What this task involves → Print the records below from the first line through the line containing "the chain entirely.", both included, word for word.
----
use async_trait::async_trait;
use gwsign_core::Result;
use gwsign_core::{Context, ProvideCredential, ProvideCredentialChain};

use crate::credential::Credential;
use crate::provide_credential::EnvCredentialProvider;

/// The stock credential resolution for this service.
///
/// Out of the box only the environment is consulted:
///
/// 1. `ALIBABA_CLOUD_GATEWAY_APP_KEY` / `ALIBABA_CLOUD_GATEWAY_APP_SECRET`
///
/// Deployments with other sources hang them onto the chain via
/// [`push_front`](Self::push_front) or [`with_chain`](Self::with_chain).
#[derive(Debug)]
pub struct DefaultCredentialProvider {
    chain: ProvideCredentialChain<Credential>,
}

impl Default for DefaultCredentialProvider {
    fn default() -> Self {
        Self::new()
    }
}

impl DefaultCredentialProvider {
    /// Build the provider with the stock chain.
    pub fn new() -> Self {
        let chain = ProvideCredentialChain::new().push(EnvCredentialProvider::new());

        Self { chain }
    }

    /// Replace the chain entirely.
    pub fn with_chain(chain: ProvideCredentialChain<Credential>) -> Self {
        Self { chain }
    }

    /// Put a provider ahead of the stock chain.
    ///
    /// Whatever it yields wins over the environment.
    ///
    /// # Example
    ///
    /// ```no_run
    /// use gwsign_aliyun_apigw::{DefaultCredentialProvider, StaticCredentialProvider};
    ///
    /// let provider = DefaultCredentialProvider::new()
    ///     .push_front(StaticCredentialProvider::new("app_key", "app_secret"));
    /// ```
    pub fn push_front(
        mut self,
        provider: impl ProvideCredential<Credential = Credential> + 'static,
    ) -> Self {
        self.chain = self.chain.push_front(provider);
        self
    }
}

#[async_trait]
impl ProvideCredential for DefaultCredentialProvider {
    type Credential = Credential;

    async fn provide_credential(&self, ctx: &Context) -> Result<Option<Self::Credential>> {
        self.chain.provide_credential(ctx).await
    }
}
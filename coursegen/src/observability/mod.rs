//! Tracing subscriber setup.

use tracing_subscriber::{fmt, layer::SubscriberExt, util::SubscriberInitExt, EnvFilter, Registry};

use crate::config::LogConfig;
use crate::errors::CoursegenError;

/// Installs the global tracing subscriber.
///
/// `RUST_LOG` takes precedence over [`LogConfig::level`]. Output goes to
/// stderr, as JSON lines when [`LogConfig::json`] is set.
///
/// # Errors
///
/// Returns [`CoursegenError::Config`] for an invalid level directive or if a
/// global subscriber is already installed.
pub fn init_tracing(config: &LogConfig) -> Result<(), CoursegenError> {
    let filter = build_filter(config)?;
    let registry = Registry::default().with(filter);

    let result = if config.json {
        registry
            .with(fmt::layer().json().with_writer(std::io::stderr).with_target(true))
            .try_init()
    } else {
        registry
            .with(fmt::layer().with_writer(std::io::stderr).with_target(true))
            .try_init()
    };

    result.map_err(|e| CoursegenError::Config(format!("failed to install tracing subscriber: {e}")))
}

fn build_filter(config: &LogConfig) -> Result<EnvFilter, CoursegenError> {
    if let Ok(filter) = EnvFilter::try_from_default_env() {
        return Ok(filter);
    }
    EnvFilter::try_new(&config.level)
        .map_err(|e| CoursegenError::Config(format!("invalid log level '{}': {e}", config.level)))
}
----
Output →
use async_trait::async_trait;
use gwsign_core::Result;
use gwsign_core::{Context, ProvideCredential, ProvideCredentialChain};

use crate::credential::Credential;
use crate::provide_credential::EnvCredentialProvider;

/// The stock credential resolution for this service.
///
/// Out of the box only the environment is consulted:
///
/// 1. `ALIBABA_CLOUD_GATEWAY_APP_KEY` / `ALIBABA_CLOUD_GATEWAY_APP_SECRET`
///
/// Deployments with other sources hang them onto the chain via
/// [`push_front`](Self::push_front) or [`with_chain`](Self::with_chain).
#[derive(Debug)]
pub struct DefaultCredentialProvider {
    chain: ProvideCredentialChain<Credential>,
}

impl Default for DefaultCredentialProvider {
    fn default() -> Self {
        Self::new()
    }
}

impl DefaultCredentialProvider {
    /// Build the provider with the stock chain.
    pub fn new() -> Self {
        let chain = ProvideCredentialChain::new().push(EnvCredentialProvider::new());

        Self { chain }
    }

    /// Replace the chain entirely.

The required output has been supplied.